- TASK PROMPT
Print the complete set of entries exactly.

- ENTRIES SUPPLIED
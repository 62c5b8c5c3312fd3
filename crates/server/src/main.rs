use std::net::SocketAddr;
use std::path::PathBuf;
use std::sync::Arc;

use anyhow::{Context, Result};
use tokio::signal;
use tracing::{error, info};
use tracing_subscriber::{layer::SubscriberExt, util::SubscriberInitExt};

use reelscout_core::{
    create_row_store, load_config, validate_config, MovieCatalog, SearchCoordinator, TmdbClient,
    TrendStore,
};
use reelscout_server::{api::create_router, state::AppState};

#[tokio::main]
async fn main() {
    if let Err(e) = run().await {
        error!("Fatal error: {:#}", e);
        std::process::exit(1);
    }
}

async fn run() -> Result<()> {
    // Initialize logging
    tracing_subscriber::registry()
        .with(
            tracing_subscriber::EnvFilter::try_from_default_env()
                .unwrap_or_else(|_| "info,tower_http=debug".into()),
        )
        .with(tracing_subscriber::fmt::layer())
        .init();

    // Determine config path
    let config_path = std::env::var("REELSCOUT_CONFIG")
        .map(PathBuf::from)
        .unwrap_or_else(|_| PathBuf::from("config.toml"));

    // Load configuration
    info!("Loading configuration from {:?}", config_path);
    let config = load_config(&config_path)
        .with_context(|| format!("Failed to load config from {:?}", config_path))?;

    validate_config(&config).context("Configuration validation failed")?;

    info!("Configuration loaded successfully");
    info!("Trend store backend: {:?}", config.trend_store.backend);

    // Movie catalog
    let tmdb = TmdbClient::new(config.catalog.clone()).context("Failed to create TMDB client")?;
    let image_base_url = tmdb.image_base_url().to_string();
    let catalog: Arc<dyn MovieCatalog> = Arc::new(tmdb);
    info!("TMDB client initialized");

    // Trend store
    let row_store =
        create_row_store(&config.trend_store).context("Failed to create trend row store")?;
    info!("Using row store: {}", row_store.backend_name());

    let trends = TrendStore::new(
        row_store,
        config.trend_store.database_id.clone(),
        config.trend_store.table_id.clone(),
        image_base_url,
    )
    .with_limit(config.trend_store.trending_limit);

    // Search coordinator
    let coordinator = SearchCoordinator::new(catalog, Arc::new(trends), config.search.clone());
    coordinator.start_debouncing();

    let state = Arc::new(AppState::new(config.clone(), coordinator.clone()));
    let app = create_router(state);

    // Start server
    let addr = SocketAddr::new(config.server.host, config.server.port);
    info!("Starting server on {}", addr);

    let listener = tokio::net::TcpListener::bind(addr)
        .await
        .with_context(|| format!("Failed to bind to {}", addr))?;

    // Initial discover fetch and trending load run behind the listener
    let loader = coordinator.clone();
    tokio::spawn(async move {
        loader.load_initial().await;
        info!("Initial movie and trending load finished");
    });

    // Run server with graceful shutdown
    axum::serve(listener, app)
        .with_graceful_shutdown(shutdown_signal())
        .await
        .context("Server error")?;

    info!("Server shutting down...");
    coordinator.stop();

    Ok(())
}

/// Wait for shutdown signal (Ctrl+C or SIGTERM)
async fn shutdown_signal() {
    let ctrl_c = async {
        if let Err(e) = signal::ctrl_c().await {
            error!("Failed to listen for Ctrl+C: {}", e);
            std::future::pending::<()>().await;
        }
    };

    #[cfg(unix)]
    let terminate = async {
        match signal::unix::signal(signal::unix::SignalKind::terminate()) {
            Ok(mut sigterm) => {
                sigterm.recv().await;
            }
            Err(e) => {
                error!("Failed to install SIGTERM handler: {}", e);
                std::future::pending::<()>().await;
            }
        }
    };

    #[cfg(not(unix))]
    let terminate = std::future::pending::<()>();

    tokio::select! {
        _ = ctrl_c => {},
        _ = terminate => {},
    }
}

- EXPECTED ANSWER
repository 62c5b8c5c3312fd3
filename crates/server/src/main.rs
use std::net::SocketAddr;
use std::path::PathBuf;
use std::sync::Arc;

use anyhow::{Context, Result};
use tokio::signal;
use tracing::{error, info};
use tracing_subscriber::{layer::SubscriberExt, util::SubscriberInitExt};

use reelscout_core::{
    create_row_store, load_config, validate_config, MovieCatalog, SearchCoordinator, TmdbClient,
    TrendStore,
};
use reelscout_server::{api::create_router, state::AppState};

#[tokio::main]
async fn main() {
    if let Err(e) = run().await {
        error!("Fatal error: {:#}", e);
        std::process::exit(1);
    }
}

async fn run() -> Result<()> {
    // Initialize logging
    tracing_subscriber::registry()
        .with(
            tracing_subscriber::EnvFilter::try_from_default_env()
                .unwrap_or_else(|_| "info,tower_http=debug".into()),
        )
        .with(tracing_subscriber::fmt::layer())
        .init();

    // Determine config path
    let config_path = std::env::var("REELSCOUT_CONFIG")
        .map(PathBuf::from)
        .unwrap_or_else(|_| PathBuf::from("config.toml"));

    // Load configuration
    info!("Loading configuration from {:?}", config_path);
    let config = load_config(&config_path)
        .with_context(|| format!("Failed to load config from {:?}", config_path))?;

    validate_config(&config).context("Configuration validation failed")?;

    info!("Configuration loaded successfully");
    info!("Trend store backend: {:?}", config.trend_store.backend);

    // Movie catalog
    let tmdb = TmdbClient::new(config.catalog.clone()).context("Failed to create TMDB client")?;
    let image_base_url = tmdb.image_base_url().to_string();
    let catalog: Arc<dyn MovieCatalog> = Arc::new(tmdb);
    info!("TMDB client initialized");

    // Trend store
    let row_store =
        create_row_store(&config.trend_store).context("Failed to create trend row store")?;
    info!("Using row store: {}", row_store.backend_name());

    let trends = TrendStore::new(
        row_store,
        config.trend_store.database_id.clone(),
        config.trend_store.table_id.clone(),
        image_base_url,
    )
    .with_limit(config.trend_store.trending_limit);

    // Search coordinator
    let coordinator = SearchCoordinator::new(catalog, Arc::new(trends), config.search.clone());
    coordinator.start_debouncing();

    let state = Arc::new(AppState::new(config.clone(), coordinator.clone()));
    let app = create_router(state);

    // Start server
    let addr = SocketAddr::new(config.server.host, config.server.port);
    info!("Starting server on {}", addr);

    let listener = tokio::net::TcpListener::bind(addr)
        .await
        .with_context(|| format!("Failed to bind to {}", addr))?;

    // Initial discover fetch and trending load run behind the listener
    let loader = coordinator.clone();
    tokio::spawn(async move {
        loader.load_initial().await;
        info!("Initial movie and trending load finished");
    });

    // Run server with graceful shutdown
    axum::serve(listener, app)
        .with_graceful_shutdown(shutdown_signal())
        .await
        .context("Server error")?;

    info!("Server shutting down...");
    coordinator.stop();

    Ok(())
}

/// Wait for shutdown signal (Ctrl+C or SIGTERM)
async fn shutdown_signal() {
    let ctrl_c = async {
        if let Err(e) = signal::ctrl_c().await {
            error!("Failed to listen for Ctrl+C: {}", e);
            std::future::pending::<()>().await;
        }
    };

    #[cfg(unix)]
    let terminate = async {
        match signal::unix::signal(signal::unix::SignalKind::terminate()) {
            Ok(mut sigterm) => {
                sigterm.recv().await;
            }
            Err(e) => {
                error!("Failed to install SIGTERM handler: {}", e);
                std::future::pending::<()>().await;
            }
        }
    };

    #[cfg(not(unix))]
    let terminate = std::future::pending::<()>();

    tokio::select! {
        _ = ctrl_c => {},
        _ = terminate => {},
    }
}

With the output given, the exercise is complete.